### [Goal of the exercise]
Write out the data again in full, keeping every character the same.

(Dataset entries)

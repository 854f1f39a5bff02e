//! Error types for camview-player
//!
//! The negotiator itself never fails: malformed locators and delivery
//! failures are states, not errors. These variants cover the service around it.

use thiserror::Error;

/// Main error type for camview-player
#[derive(Error, Debug)]
pub enum Error {
    /// Configuration loading or validation errors
    #[error("Configuration error: {0}")]
    Config(#[from] camview_common::Error),

    /// HTTP server errors
    #[error("HTTP server error: {0}")]
    Http(String),

    /// Feed id not in the registry
    #[error("Feed not found: {0}")]
    FeedNotFound(uuid::Uuid),

    /// Invalid request
    #[error("Bad request: {0}")]
    BadRequest(String),

    /// Request not valid in the current state
    #[error("Invalid state: {0}")]
    InvalidState(String),

    /// Negotiator task is no longer running
    #[error("Negotiator unavailable")]
    NegotiatorUnavailable,
}

/// Convenience Result type using camview-player Error
pub type Result<T> = std::result::Result<T, Error>;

### [Solution for this task]
repository 854f1f39a5bff02e
//! Error types for camview-player
//!
//! The negotiator itself never fails: malformed locators and delivery
//! failures are states, not errors. These variants cover the service around it.

use thiserror::Error;

/// Main error type for camview-player
#[derive(Error, Debug)]
pub enum Error {
    /// Configuration loading or validation errors
    #[error("Configuration error: {0}")]
    Config(#[from] camview_common::Error),

    /// HTTP server errors
    #[error("HTTP server error: {0}")]
    Http(String),

    /// Feed id not in the registry
    #[error("Feed not found: {0}")]
    FeedNotFound(uuid::Uuid),

    /// Invalid request
    #[error("Bad request: {0}")]
    BadRequest(String),

    /// Request not valid in the current state
    #[error("Invalid state: {0}")]
    InvalidState(String),

    /// Negotiator task is no longer running
    #[error("Negotiator unavailable")]
    NegotiatorUnavailable,
}

/// Convenience Result type using camview-player Error
pub type Result<T> = std::result::Result<T, Error>;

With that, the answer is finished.